Marcel’s alcoholic self-pity is the main reason he lost his wife (Christina Grosse) and son Sebastien (Sebastien Butz) years earlier to the West. So, he barely knows Sebastien when the 15-year-old lad suddenly shows up at the door of his rundown apartment — although it’s only a few miles east of mom’s swell digs.
Thoroughly assimilated and fluent in computerese, the tall, dark-haired boy does share his dad’s overriding cynicism. Also, he is thoroughly disenchanted with his mom and her slick b.f. (Bernd Lamprecht), whom he considers a phony.
Despite initial unease, the father and son settle into a kind of rhythm, with dad encouraging his son to have the courage to date a local girl (winsome Stephanie Charlotta Koetz) who is just as droll and hilariously flat-voiced as he is. Meanwhile, the boy whips Marcel into shape, most amusingly, for a major job interview.

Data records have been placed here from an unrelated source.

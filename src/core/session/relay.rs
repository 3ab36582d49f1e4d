//! Upstream-to-client relay loop.

use std::sync::Arc;
use tracing::{debug, error, info, warn};

use super::{Delivery, Session};
use crate::core::realtime::{AudioParams, EventStream, RealtimeEvent, StreamItem};

tokio::task_local! {
    /// Id of the session whose relay task is currently running.
    pub(super) static RELAY_SESSION: String;
}

/// Error code sent to the client when the upstream connection fails.
pub const UPSTREAM_ERROR_CODE: &str = "UPSTREAM_ERROR";

#[derive(Debug, PartialEq, Eq)]
enum Step {
    Continue,
    Stop,
}

/// Consume upstream events until the stream ends, the quota runs out, or the
/// client link goes away, then close the session.
pub(super) async fn run(session: Arc<Session>, mut events: EventStream) {
    let params = session.upstream.audio_params();
    debug!(session_id = %session.id, "Relay started");

    loop {
        let step = match events.next().await {
            StreamItem::Event(event) => relay_event(&session, event, params).await,
            StreamItem::Closed => {
                info!(session_id = %session.id, "Upstream closed the connection");
                Step::Stop
            }
            StreamItem::Failed(e) => {
                error!(session_id = %session.id, error = %e, "Upstream connection failed");
                let notice = RealtimeEvent::error(UPSTREAM_ERROR_CODE, e.to_string());
                if session.deliver(notice).await != Delivery::Delivered {
                    debug!(session_id = %session.id, "Upstream failure not delivered to client");
                }
                Step::Stop
            }
        };

        if step == Step::Stop {
            break;
        }
    }

    session.close().await;
}

async fn relay_event(session: &Session, event: RealtimeEvent, params: AudioParams) -> Step {
    // Audio is only charged once there is someone to hear it.
    if let RealtimeEvent::Audio(audio) = &event {
        match session.link_status() {
            Delivery::Delivered => {}
            Delivery::NoClient => {
                debug!(session_id = %session.id, "No client attached, dropping audio");
                return Step::Continue;
            }
            Delivery::ClientGone => {
                info!(session_id = %session.id, "Client link closed");
                return Step::Stop;
            }
        }
        let duration_ms = params.duration_ms(audio.len());
        if !session.meter.try_consume(&session.client_id, duration_ms) {
            warn!(
                session_id = %session.id,
                client_id = %session.client_id,
                quota_ms = session.meter.quota_ms(),
                "Usage limit reached"
            );
            session.deliver(RealtimeEvent::limit_reached()).await;
            return Step::Stop;
        }
    }

    let kind = event.kind();
    match session.deliver(event).await {
        Delivery::Delivered => Step::Continue,
        Delivery::NoClient => {
            debug!(session_id = %session.id, event = kind, "No client attached, dropping event");
            Step::Continue
        }
        Delivery::ClientGone => {
            info!(session_id = %session.id, "Client link closed");
            Step::Stop
        }
    }
}
//! Realtime message types
//!
//! JSON bodies of the offer/limit endpoints and the WebSocket protocol spoken
//! with the browser.

use serde::{Deserialize, Serialize};

use crate::core::realtime::{RealtimeEvent, TranscriptRole};
use crate::core::session::ClientRoute;

/// Maximum accepted size of one base64 audio payload (1 MB)
pub const MAX_AUDIO_PAYLOAD_SIZE: usize = 1024 * 1024;

// =============================================================================
// HTTP Bodies
// =============================================================================

/// Body of `POST /api/realtime/offer`.
#[derive(Debug, Clone, Deserialize, Serialize)]
pub struct OfferRequest {
    /// Opaque session description, echoed back in the answer.
    #[serde(default)]
    pub sdp: String,
    #[serde(default)]
    pub model: Option<String>,
    #[serde(default)]
    pub voice: Option<String>,
}

/// Successful answer to an offer.
#[derive(Debug, Clone, Deserialize, Serialize, PartialEq)]
pub struct OfferAnswer {
    pub session_id: String,
    #[serde(rename = "type")]
    pub answer_type: String,
    pub sdp: String,
    pub status: String,
}

impl OfferAnswer {
    pub fn connected(session_id: String, sdp: String) -> Self {
        Self {
            session_id,
            answer_type: "answer".to_string(),
            sdp,
            status: "connected".to_string(),
        }
    }
}

/// Body of `GET /api/realtime/limit`.
#[derive(Debug, Clone, Deserialize, Serialize, PartialEq)]
pub struct LimitStatus {
    pub limit_reached: bool,
    pub consumed_ms: u64,
    pub quota_ms: u64,
}

// =============================================================================
// Incoming Messages (Client -> Server)
// =============================================================================

/// Incoming WebSocket messages from the browser
#[derive(Debug, Deserialize, Serialize, PartialEq)]
#[serde(tag = "type")]
pub enum RealtimeIncomingMessage {
    /// Base64-encoded PCM16 audio chunk
    #[serde(rename = "audio")]
    Audio {
        #[serde(default)]
        audio: String,
    },

    /// The learner finished speaking
    #[serde(rename = "stop_speaking")]
    StopSpeaking,

    /// Any other message type; ignored
    #[serde(other)]
    Unknown,
}

impl RealtimeIncomingMessage {
    pub fn validate_size(&self) -> Result<(), String> {
        match self {
            RealtimeIncomingMessage::Audio { audio } if audio.len() > MAX_AUDIO_PAYLOAD_SIZE => {
                Err(format!(
                    "Audio payload too large: {} bytes (max {})",
                    audio.len(),
                    MAX_AUDIO_PAYLOAD_SIZE
                ))
            }
            _ => Ok(()),
        }
    }
}

// =============================================================================
// Outgoing Messages (Server -> Client)
// =============================================================================

/// Outgoing WebSocket messages to the browser
#[derive(Debug, Clone, Deserialize, Serialize, PartialEq)]
#[serde(tag = "type")]
pub enum RealtimeOutgoingMessage {
    /// Base64-encoded synthesized audio
    #[serde(rename = "audio")]
    Audio { audio: String },

    /// Transcript of the assistant's reply
    #[serde(rename = "ai_transcript")]
    AiTranscript { text: String },

    /// Transcript of the learner's speech
    #[serde(rename = "user_transcript")]
    UserTranscript { text: String },

    #[serde(rename = "response_started")]
    ResponseStarted { response_id: Option<String> },

    #[serde(rename = "response_done")]
    ResponseDone { response_id: Option<String> },

    #[serde(rename = "error")]
    Error { code: String, message: String },
}

impl RealtimeOutgoingMessage {
    pub fn error(code: &str, message: impl Into<String>) -> Self {
        RealtimeOutgoingMessage::Error {
            code: code.to_string(),
            message: message.into(),
        }
    }
}

impl From<RealtimeEvent> for RealtimeOutgoingMessage {
    fn from(event: RealtimeEvent) -> Self {
        use base64::prelude::*;

        match event {
            RealtimeEvent::Audio(audio) => RealtimeOutgoingMessage::Audio {
                audio: BASE64_STANDARD.encode(&audio),
            },
            RealtimeEvent::TranscriptDelta {
                role: TranscriptRole::Assistant,
                text,
            } => RealtimeOutgoingMessage::AiTranscript { text },
            RealtimeEvent::TranscriptDelta {
                role: TranscriptRole::User,
                text,
            } => RealtimeOutgoingMessage::UserTranscript { text },
            RealtimeEvent::ResponseStarted { response_id } => {
                RealtimeOutgoingMessage::ResponseStarted { response_id }
            }
            RealtimeEvent::ResponseDone { response_id } => {
                RealtimeOutgoingMessage::ResponseDone { response_id }
            }
            RealtimeEvent::Error { code, message } => {
                RealtimeOutgoingMessage::Error { code, message }
            }
        }
    }
}

/// What the socket writer task should do next
#[derive(Debug)]
pub enum RealtimeMessageRoute {
    Outgoing(RealtimeOutgoingMessage),
    Close,
}

impl From<ClientRoute> for RealtimeMessageRoute {
    fn from(route: ClientRoute) -> Self {
        match route {
            ClientRoute::Event(event) => RealtimeMessageRoute::Outgoing(event.into()),
            ClientRoute::Close => RealtimeMessageRoute::Close,
        }
    }
}

#[cfg(test)]
mod tests {
    use super::*;
    use bytes::Bytes;
    use serde_json::json;

    #[test]
    fn test_parse_incoming() {
        let msg: RealtimeIncomingMessage =
            serde_json::from_str(r#"{"type":"audio","audio":"AAEC"}"#).unwrap();
        assert_eq!(
            msg,
            RealtimeIncomingMessage::Audio {
                audio: "AAEC".to_string()
            }
        );

        let msg: RealtimeIncomingMessage =
            serde_json::from_str(r#"{"type":"stop_speaking"}"#).unwrap();
        assert_eq!(msg, RealtimeIncomingMessage::StopSpeaking);

        let msg: RealtimeIncomingMessage =
            serde_json::from_str(r#"{"type":"ping","seq":1}"#).unwrap();
        assert_eq!(msg, RealtimeIncomingMessage::Unknown);

        assert!(serde_json::from_str::<RealtimeIncomingMessage>(r#"{"audio":"x"}"#).is_err());
    }

    #[test]
    fn test_validate_size() {
        let big = RealtimeIncomingMessage::Audio {
            audio: "A".repeat(MAX_AUDIO_PAYLOAD_SIZE + 1),
        };
        assert!(big.validate_size().is_err());
        assert!(RealtimeIncomingMessage::StopSpeaking.validate_size().is_ok());
    }

    #[test]
    fn test_outgoing_from_events() {
        let audio: RealtimeOutgoingMessage =
            RealtimeEvent::Audio(Bytes::from_static(&[0, 1, 2])).into();
        assert_eq!(
            serde_json::to_value(&audio).unwrap(),
            json!({"type": "audio", "audio": "AAEC"})
        );

        let ai: RealtimeOutgoingMessage = RealtimeEvent::TranscriptDelta {
            role: TranscriptRole::Assistant,
            text: "Great job!".into(),
        }
        .into();
        assert_eq!(
            serde_json::to_value(&ai).unwrap(),
            json!({"type": "ai_transcript", "text": "Great job!"})
        );

        let user: RealtimeOutgoingMessage = RealtimeEvent::TranscriptDelta {
            role: TranscriptRole::User,
            text: "hello".into(),
        }
        .into();
        assert_eq!(
            serde_json::to_value(&user).unwrap(),
            json!({"type": "user_transcript", "text": "hello"})
        );

        let limit: RealtimeOutgoingMessage = RealtimeEvent::limit_reached().into();
        assert_eq!(
            serde_json::to_value(&limit).unwrap(),
            json!({"type": "error", "code": "LIMIT_REACHED", "message": "Time usage limit exceeded."})
        );

        let started: RealtimeOutgoingMessage = RealtimeEvent::ResponseStarted {
            response_id: Some("resp_1".into()),
        }
        .into();
        assert_eq!(
            serde_json::to_value(&started).unwrap(),
            json!({"type": "response_started", "response_id": "resp_1"})
        );
    }

    #[test]
    fn test_offer_answer_shape() {
        let answer = OfferAnswer::connected("abc".into(), "v=0".into());
        assert_eq!(
            serde_json::to_value(&answer).unwrap(),
            json!({"session_id": "abc", "type": "answer", "sdp": "v=0", "status": "connected"})
        );
    }

    #[test]
    fn test_offer_request_defaults() {
        let offer: OfferRequest = serde_json::from_str(r#"{"sdp":"v=0"}"#).unwrap();
        assert_eq!(offer.sdp, "v=0");
        assert!(offer.model.is_none());
        assert!(offer.voice.is_none());
    }
}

Naturally, being a dyed-in-the-wool loser, dad has to blow it whenever the stakes get too high, but first-time picmaker Robert Thalheim — a film-school student — keeps viewers’ affection for the characters high, no matter what they do.
Marcel’s fixation on ’70s country star Peter Tschernig, who dominates the soundtrack of this confidently loose-limbed effort, has a nice payoff when “the German Johnny Cash” shows up in the final scene. Intriguingly, former campmaster Rosa von Praunheim serves as straight-ahead art director for this student-run project.